The UPMC/Highmark rivalry continues to open new fronts in Pennsylvania. Highmark’s response to UPMC is differentiated in two ways: first, Highmark is using a coalition-building strategy and, second, it is controlling its exposure to big in-patient assets; in contrast, UPMC is building an integrated, single-brand system and happily taking over hospitals (and building more) along the way. When UPMC and Highmark make major investments in a region, local systems will be caught in the capex arms and feel the pressure to affiliate. Credibly threatening to respond in kind may defuse the arms race. But unaffiliated systems may struggle to find partners willing to bankroll a battle with both Highmark and UPMC, leaving no option for unaligned systems than to pick sides. Philadelphia systems – so far largely neutral to Highmark vs. UPMC – should be able to stay neutral as the fight develops in their western backyard. If the battle moves into northeastern Pennsylvania or jumps into south Jersey, however, the Philadelphia systems will have to develop a response.

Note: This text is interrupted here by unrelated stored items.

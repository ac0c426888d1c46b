//! Command: verify the target tree against the persisted manifest.

use std::sync::Arc;

use anyhow::Result;

use super::{CommandSetup, make_context, run_tasks_to_completion};
use crate::cli::GlobalOpts;
use crate::decisions::PresetDecisions;
use crate::logging::{Log, Logger};
use crate::tasks::{self, Task};

/// Run the verify command.
///
/// Exits non-zero on hard issues (missing files, save deficiencies); soft
/// warnings are logged only.
///
/// # Errors
///
/// Returns an error when no manifest has been persisted or verification
/// finds hard issues.
pub fn run(global: &GlobalOpts, log: &Arc<Logger>) -> Result<()> {
    let setup = CommandSetup::init(global, log)?;
    // Verification never mutates, so the dry-run flag is irrelevant and the
    // decision handler is never consulted.
    let ctx = make_context(
        setup.config,
        Arc::clone(log) as Arc<dyn Log>,
        Arc::new(PresetDecisions::default()),
        false,
    );
    let tasks: Vec<Box<dyn Task>> = vec![Box::new(tasks::verify::VerifyBuild)];
    run_tasks_to_completion(&tasks, &ctx, log)
}
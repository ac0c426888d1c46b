//! Task: publish profile configuration files.

use anyhow::Result;

use super::{Context, Task, TaskResult};
use crate::sync::publish_configs;

/// Publish the profile's INIs and plugin-order files into the portable
/// layout, taking the one-time backup first.
#[derive(Debug)]
pub struct PublishConfigs;

impl Task for PublishConfigs {
    fn name(&self) -> &'static str {
        "Publish configs"
    }

    fn should_run(&self, _ctx: &Context) -> bool {
        true
    }

    fn run(&self, ctx: &Context) -> Result<TaskResult> {
        let published = publish_configs(&ctx.config, ctx.dry_run, ctx.log.as_ref())?;
        if ctx.dry_run {
            return Ok(TaskResult::DryRun);
        }
        if published == 0 {
            return Ok(TaskResult::Skipped(
                "profile has no configuration files".to_string(),
            ));
        }
        ctx.log
            .info(&format!("{published} configuration files published"));
        Ok(TaskResult::Ok)
    }
}
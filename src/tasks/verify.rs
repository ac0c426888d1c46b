//! Task: verify the deployed tree.

use anyhow::{anyhow, Result};

use super::{Context, Task, TaskResult};
use crate::manifest::MappingTable;
use crate::verify::{VerificationResult, verify_build};

/// Verify the deployed tree against the persisted manifest.
#[derive(Debug)]
pub struct VerifyBuild;

impl Task for VerifyBuild {
    fn name(&self) -> &'static str {
        "Verify build"
    }

    fn should_run(&self, ctx: &Context) -> bool {
        !ctx.dry_run
    }

    fn run(&self, ctx: &Context) -> Result<TaskResult> {
        let table = MappingTable::load(&ctx.config.manifest_path())?;
        let result = verify_build(&ctx.config, &table, &ctx.run_timestamp, ctx.log.as_ref())?;
        log_details(ctx, &result);

        if result.has_hard_issues() {
            return Err(anyhow!(
                "{} missing files, {} missing configs, {} unaccounted saves",
                result.missing.len(),
                result.config_missing.len(),
                result.save_missing.len()
            ));
        }
        Ok(TaskResult::Ok)
    }
}

fn log_details(ctx: &Context, result: &VerificationResult) {
    for path in &result.missing {
        ctx.log.error(&format!("missing: {path}"));
    }
    for path in &result.empty {
        ctx.log.warn(&format!("empty despite declared size: {path}"));
    }
    for name in &result.config_missing {
        ctx.log.error(&format!("config not published: {name}"));
    }
    for name in &result.config_mismatch {
        ctx.log.warn(&format!("config drift: {name}"));
    }
    for name in &result.save_missing {
        ctx.log.error(&format!("save unaccounted for: {name}"));
    }
    for file in &result.quarantined_now {
        ctx.log
            .info(&format!("quarantined this run: {} ({})", file.name, file.reason));
    }
    if result.historic_quarantine {
        ctx.log
            .warn("older quarantine directories exist and remain unresolved");
    }
}
//! Structured logger with dry-run awareness and summary collection.
use std::path::PathBuf;
use std::sync::Mutex;
use std::time::Instant;

use super::diagnostic::{DiagEvent, DiagnosticLog};
use super::types::{Log, TaskEntry, TaskStatus};
use super::utils::log_file_path;

/// Implement the display methods of [`Log`] by delegating to inherent methods
/// of the same name on the implementing type.
///
/// The `record_task` method is **not** included because its signature differs
/// from the `fn(&self, &str)` pattern shared by the display methods.
macro_rules! forward_log_methods {
    ($($method:ident),+ $(,)?) => {
        $(
            fn $method(&self, msg: &str) {
                self.$method(msg);
            }
        )+
    };
}

/// Structured logger with dry-run awareness and summary collection.
///
/// All messages are always written to a persistent log file at
/// `$XDG_CACHE_HOME/modlink/<command>.log` (default `~/.cache/modlink/<command>.log`)
/// with timestamps and ANSI codes stripped, regardless of the verbose flag.
#[derive(Debug)]
pub struct Logger {
    tasks: Mutex<Vec<TaskEntry>>,
    log_file: Option<PathBuf>,
    /// High-precision diagnostic log; `None` when the cache dir is unavailable.
    diagnostic: Option<DiagnosticLog>,
}

impl Logger {
    /// Create a new logger.
    ///
    /// Stores the log file path for display in the run summary.  The log file
    /// itself is created and initialised by [`init_subscriber`](super::subscriber::init_subscriber) via
    /// [`FileLayer`](super::subscriber::FileLayer); this constructor does not write to the file.
    #[must_use]
    pub fn new(command: &str) -> Self {
        let start = Instant::now();
        Self {
            tasks: Mutex::new(Vec::new()),
            log_file: log_file_path(command),
            diagnostic: DiagnosticLog::new(command, start),
        }
    }

    /// Return the log file path, if available.
    #[cfg(test)]
    pub const fn log_path(&self) -> Option<&PathBuf> {
        self.log_file.as_ref()
    }

    /// Return a clone of all recorded task entries (test-only).
    pub fn task_entries(&self) -> Vec<TaskEntry> {
        self.tasks.lock().map_or_else(|_| vec![], |g| g.clone())
    }

    /// Log an error message.
    pub fn error(&self, msg: &str) {
        if let Some(d) = &self.diagnostic {
            d.emit(DiagEvent::Error, msg);
        }
        tracing::error!("{msg}");
    }

    /// Log a warning message.
    pub fn warn(&self, msg: &str) {
        if let Some(d) = &self.diagnostic {
            d.emit(DiagEvent::Warn, msg);
        }
        tracing::warn!("{msg}");
    }

    /// Log a stage header (major section).
    pub fn stage(&self, msg: &str) {
        if let Some(d) = &self.diagnostic {
            d.emit(DiagEvent::Stage, msg);
        }
        tracing::info!(target: "modlink::stage", "{msg}");
    }

    /// Log an informational message.
    pub fn info(&self, msg: &str) {
        if let Some(d) = &self.diagnostic {
            d.emit(DiagEvent::Info, msg);
        }
        tracing::info!("{msg}");
    }

    /// Log a debug message (suppressed on console unless verbose; always
    /// written to the log file via the [`FileLayer`](super::subscriber::FileLayer)).
    pub fn debug(&self, msg: &str) {
        if let Some(d) = &self.diagnostic {
            d.emit(DiagEvent::Debug, msg);
        }
        tracing::debug!("{msg}");
    }

    /// Log a dry-run action message.
    pub fn dry_run(&self, msg: &str) {
        if let Some(d) = &self.diagnostic {
            d.emit(DiagEvent::DryRun, msg);
        }
        tracing::info!(target: "modlink::dry_run", "{msg}");
    }

    /// Record a task result for the summary.
    pub fn record_task(&self, name: &str, status: TaskStatus, message: Option<&str>) {
        if let Ok(mut guard) = self.tasks.lock() {
            guard.push(TaskEntry {
                name: name.to_string(),
                status,
                message: message.map(String::from),
            });
        }
    }

    /// Return `true` if any recorded task has failed.
    #[must_use]
    pub fn has_failures(&self) -> bool {
        self.failure_count() > 0
    }

    /// Count the number of failed tasks.
    #[must_use]
    pub fn failure_count(&self) -> usize {
        self.tasks.lock().map_or(0, |guard| {
            guard
                .iter()
                .filter(|t| t.status == TaskStatus::Failed)
                .count()
        })
    }

    /// Print the summary of all recorded tasks.
    pub fn print_summary(&self) {
        let tasks = match self.tasks.lock() {
            Ok(guard) => guard.clone(),
            Err(_) => return,
        };
        if tasks.is_empty() {
            return;
        }

        println!();
        self.stage("Summary");

        let mut ok = 0u32;
        let mut not_applicable = 0u32;
        let mut skipped = 0u32;
        let mut dry_run = 0u32;
        let mut failed = 0u32;

        for task in &tasks {
            let (icon, color) = match task.status {
                TaskStatus::Ok => {
                    ok += 1;
                    ("✓", "\x1b[32m")
                }
                TaskStatus::NotApplicable => {
                    not_applicable += 1;
                    ("·", "\x1b[2m")
                }
                TaskStatus::Skipped => {
                    skipped += 1;
                    ("○", "\x1b[33m")
                }
                TaskStatus::DryRun => {
                    dry_run += 1;
                    ("~", "\x1b[37m")
                }
                TaskStatus::Failed => {
                    failed += 1;
                    ("✗", "\x1b[31m")
                }
            };

            let suffix = task
                .message
                .as_ref()
                .map_or_else(String::new, |msg| format!(" ({msg})"));

            self.info(&format!("{color}{icon} {}{suffix}\x1b[0m", task.name));
        }

        println!();
        let total = ok + not_applicable + skipped + dry_run + failed;
        self.info(&format!(
            "{total} tasks: \x1b[32m{ok} ok\x1b[0m, \x1b[2m{not_applicable} n/a\x1b[0m, \x1b[33m{skipped} skipped\x1b[0m, \x1b[37m{dry_run} dry-run\x1b[0m, \x1b[31m{failed} failed\x1b[0m"
        ));

        if let Some(path) = &self.log_file {
            self.info(&format!("\x1b[2mlog: {}\x1b[0m", path.display()));
        }
    }
}

impl Log for Logger {
    forward_log_methods!(stage, info, debug, warn, error, dry_run);

    fn record_task(&self, name: &str, status: TaskStatus, message: Option<&str>) {
        self.record_task(name, status, message);
    }

    fn diagnostic(&self) -> Option<&DiagnosticLog> {
        self.diagnostic.as_ref()
    }
}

The competitive rivalry between Highmark and UPMC is truly epic. Long ago – when Highmark largely focused on insurance and UPMC largely focused on care delivery — they were good partners in the Pittsburgh market. But as each has become more vertically integrated – with Highmark acquiring the West Penn Allegheny system and UPMC’s health plan buisness growing – they have since become bitter rivals. The competition has expanded out of Western Pennsylvania and into the rest of the state.
A month ago, the Penn State trustees agreed to affiliate their Penn State Health (PSH) system with Pittsburgh-based Highmark. With this deal, Highmark has gained a provider footprint in Pennsylvania’s Capital District and an interest in the 540-bed Hershey Medical Center (the #4 ranked hospital per USN&WR in Pennsylvania). The affiliation is a predictable outcome of competitive moves in the region and tells us a lot about how Highmark is responding to UPMC’s push east. It also brings the Highmark/UPMC competitive struggle much closer to Philadelphia. How long can the big Philadelphia systems stay out of the fight? Let’s take a closer look.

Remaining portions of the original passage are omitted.